Paper No. 1-5
Presentation Time: 9:20 AM
MORE ABOUT THE MORETOWN TERRANE IN THE BRISTOL DOME, WESTERN CONNECTICUT
To test last year’s discovery of 550 Ma zircons in the Bristol dome, we have analyzed the other three members of the Taine Mountain Fm (TMF). We now have data form one sample each (in ascending order) of the Wildcat Mountain (Otw), Scranton Mt (Ots), and Whigville (Otwv) members, and one from the Bristol Gneiss. We analyzed 60 grains and 79 spots from the inner Otw unit. The largest (50%) of the grains (150 – 200 µm long and subhedral) have a weighted mean age of ~540 Ma. Lesser populations are ~582, ~630, 1200 to 1500, and 1900 to 2300 Ma. The dominant population at ~540 Ma confirms the presence of Macdonald’s et al. (2014) “Moretown terrane” in the provenance of these metasedimentary rocks. Paleoproterozoic cores in two grains with 540 Ma rims show that the Moretown terrane was derived from older crust. E(Hf)t values from -2 to-4 are consistent with this, but other grains with values of +1 to +2 suggest more than one magmatic source. Eight grains have ages of ~620 Ma and these have E(Hf)t values of +9 to -9, showing that sediments of the Otw were also derived from multiple peri-Gondwanan sources. Six 540 Ma grains have partial metamorphic rims with ages of ~505 to ~485 Ma.
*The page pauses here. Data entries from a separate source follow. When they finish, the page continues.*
use std::fmt;
use std::hash::{Hash, Hasher};

use serde::Serialize;

use crate::error::ShopError;

/// Vehicle identification number. Never empty, never padded with whitespace.
///
/// The string is kept exactly as given; no normalization takes place.
#[derive(Debug, Clone, PartialEq, Eq, Hash)]
pub struct Vin(String);

impl Vin {
    pub fn new(raw: &str) -> Result<Self, ShopError> {
        if raw.is_empty() || raw.trim() != raw {
            return Err(ShopError::InvalidVin(raw.to_string()));
        }
        Ok(Self(raw.to_string()))
    }
}

impl fmt::Display for Vin {
    fn fmt(&self, f: &mut fmt::Formatter<'_>) -> fmt::Result {
        f.write_str(&self.0)
    }
}

/// Where a vehicle is in the repair lifecycle.
///
/// Every vehicle flows through: WAITING → REPAIRING → FIXED | CANNOT_FIX
#[derive(Debug, Clone, Copy, PartialEq, Eq, Serialize)]
#[serde(rename_all = "SCREAMING_SNAKE_CASE")]
pub enum VehicleStatus {
    Waiting,
    Repairing,
    Fixed,
    CannotFix,
}

impl VehicleStatus {
    pub fn is_terminal(self) -> bool {
        matches!(self, VehicleStatus::Fixed | VehicleStatus::CannotFix)
    }
}

impl fmt::Display for VehicleStatus {
    fn fmt(&self, f: &mut fmt::Formatter<'_>) -> fmt::Result {
        match self {
            VehicleStatus::Waiting => write!(f, "WAITING"),
            VehicleStatus::Repairing => write!(f, "REPAIRING"),
            VehicleStatus::Fixed => write!(f, "FIXED"),
            VehicleStatus::CannotFix => write!(f, "CANNOT_FIX"),
        }
    }
}

/// A car brought into the shop.
///
/// The vehicle only holds data. Sequencing of status changes is driven by
/// the work order and the repair actor; `transition` accepts any status.
/// Equality and hashing look at the VIN only, compared as the exact
/// string, so the same physical car stays the same map key across status
/// changes.
#[derive(Debug, Clone)]
pub struct Vehicle {
    vin: Vin,
    model: String,
    status: VehicleStatus,
    status_history: Vec<VehicleStatus>,
}

impl Vehicle {
    pub fn new(vin: &str, model: impl Into<String>) -> Result<Self, ShopError> {
        Ok(Self {
            vin: Vin::new(vin)?,
            model: model.into(),
            status: VehicleStatus::Waiting,
            status_history: Vec::new(),
        })
    }

    pub fn vin(&self) -> &Vin {
        &self.vin
    }

    pub fn model(&self) -> &str {
        &self.model
    }

    pub fn status(&self) -> VehicleStatus {
        self.status
    }

    /// Statuses the vehicle has left, oldest first.
    pub fn status_history(&self) -> &[VehicleStatus] {
        &self.status_history
    }

    pub(super) fn transition(&mut self, next: VehicleStatus) {
        self.status_history.push(self.status);
        self.status = next;
    }
}

impl PartialEq for Vehicle {
    fn eq(&self, other: &Self) -> bool {
        self.vin == other.vin
    }
}

impl Eq for Vehicle {}

impl Hash for Vehicle {
    fn hash<H: Hasher>(&self, state: &mut H) {
        self.vin.hash(state);
    }
}

impl fmt::Display for Vehicle {
    fn fmt(&self, f: &mut fmt::Formatter<'_>) -> fmt::Result {
        write!(f, "{} (VIN: {}), status: {}", self.model, self.vin, self.status)
    }
}
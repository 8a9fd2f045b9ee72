mod cli;
mod config;
mod error;
mod shop;
mod ui;
mod workshop;

use std::process::ExitCode;

use anyhow::Result;
use clap::Parser;
use tracing_subscriber::EnvFilter;

use cli::{Cli, Command};
use config::ShopConfig;
use shop::{Client, EventSink, Roster, TracingSink};
use ui::ConsoleSink;
use workshop::Workshop;

fn main() -> ExitCode {
    let cli = Cli::parse();
    init_tracing(cli.verbose);

    if let Err(e) = run(cli) {
        eprintln!("Error: {e:#}");
        return ExitCode::from(1);
    }
    ExitCode::SUCCESS
}

fn init_tracing(verbose: bool) {
    let filter = EnvFilter::try_from_default_env().unwrap_or_else(|_| {
        if verbose {
            EnvFilter::new("repair_shop=debug")
        } else {
            EnvFilter::new("repair_shop=warn")
        }
    });

    tracing_subscriber::fmt()
        .with_env_filter(filter)
        .with_writer(std::io::stderr)
        .with_target(false)
        .init();
}

fn run(cli: Cli) -> Result<()> {
    let mut config = ShopConfig::load()?;
    if cli.seed.is_some() {
        config.seed = cli.seed;
    }

    let roster = Roster::from_config(&config)?;
    let mut console = ConsoleSink::new();
    let mut quiet = TracingSink;
    let sink: &mut dyn EventSink = if cli.json { &mut quiet } else { &mut console };

    match cli.command {
        Command::Demo => {
            let mut shop = Workshop::new(roster, config.seed);
            let outcomes = shop.run(sink)?;
            report(&outcomes, cli.json)
        }
        Command::Repair {
            vin,
            model,
            client,
            mechanic,
        } => {
            let mut shop = Workshop::new(roster, config.seed);
            let client = Client::new(client);
            let outcome = shop.repair_one(&client, &vin, &model, mechanic.as_deref(), sink)?;
            report(&[outcome], cli.json)
        }
        Command::Roster => {
            println!("Clients:   {}", config.clients.join(", "));
            println!("Mechanics: {}", config.mechanics.join(", "));
            println!("Vehicles:");
            for vehicle in &roster.vehicles {
                println!("  {vehicle}");
            }
            Ok(())
        }
    }
}

fn report(outcomes: &[workshop::RequestOutcome], json: bool) -> Result<()> {
    if json {
        ui::print_json(outcomes)
    } else {
        ui::print_summary(outcomes);
        Ok(())
    }
}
These abraded (detrital) rims suggest that the Moretown terrane experienced a metamorphic event in the late Cambrian prior to erosion and deposition in the TMF. The mantling Ots member is similar with 36 of 46 grains having ages of ~550 Ma, and 6 grains of ~635 Ma. Zircon yield of the upper Otwv member was poor, but ten of 22 grains have ages between 590 and 670 Ma, with no grains at ~540 Ma. Two grains with ages of ~640 Ma have E(Hf)t values of -8, suggesting an evolved peri-Gondwanan provenance. The few and small grains from the outer Bristol gneiss were metamorphic, with ages of ~380 Ma. Only a few grains had small, inherited cores; attempts to date these cores failed. Taken together these results show that the TMF was deposited after the oldest detrital (abraded) metamorphic rim (~485) and before the oldest in situ metamorphic overgrowth (~430 Ma) or broadly in the Ordovician, with sediments derived from the metamorphosed Moretown terrane (arc?) and from an evolved peri-Gondwanan (Gander?) terrane. One may wonder if the complete lack of Ordovician detrital grains reflects either an early Ordovician depositional age or a forearc setting of the Moretown arc, isolated from eastern Ordovician arcs.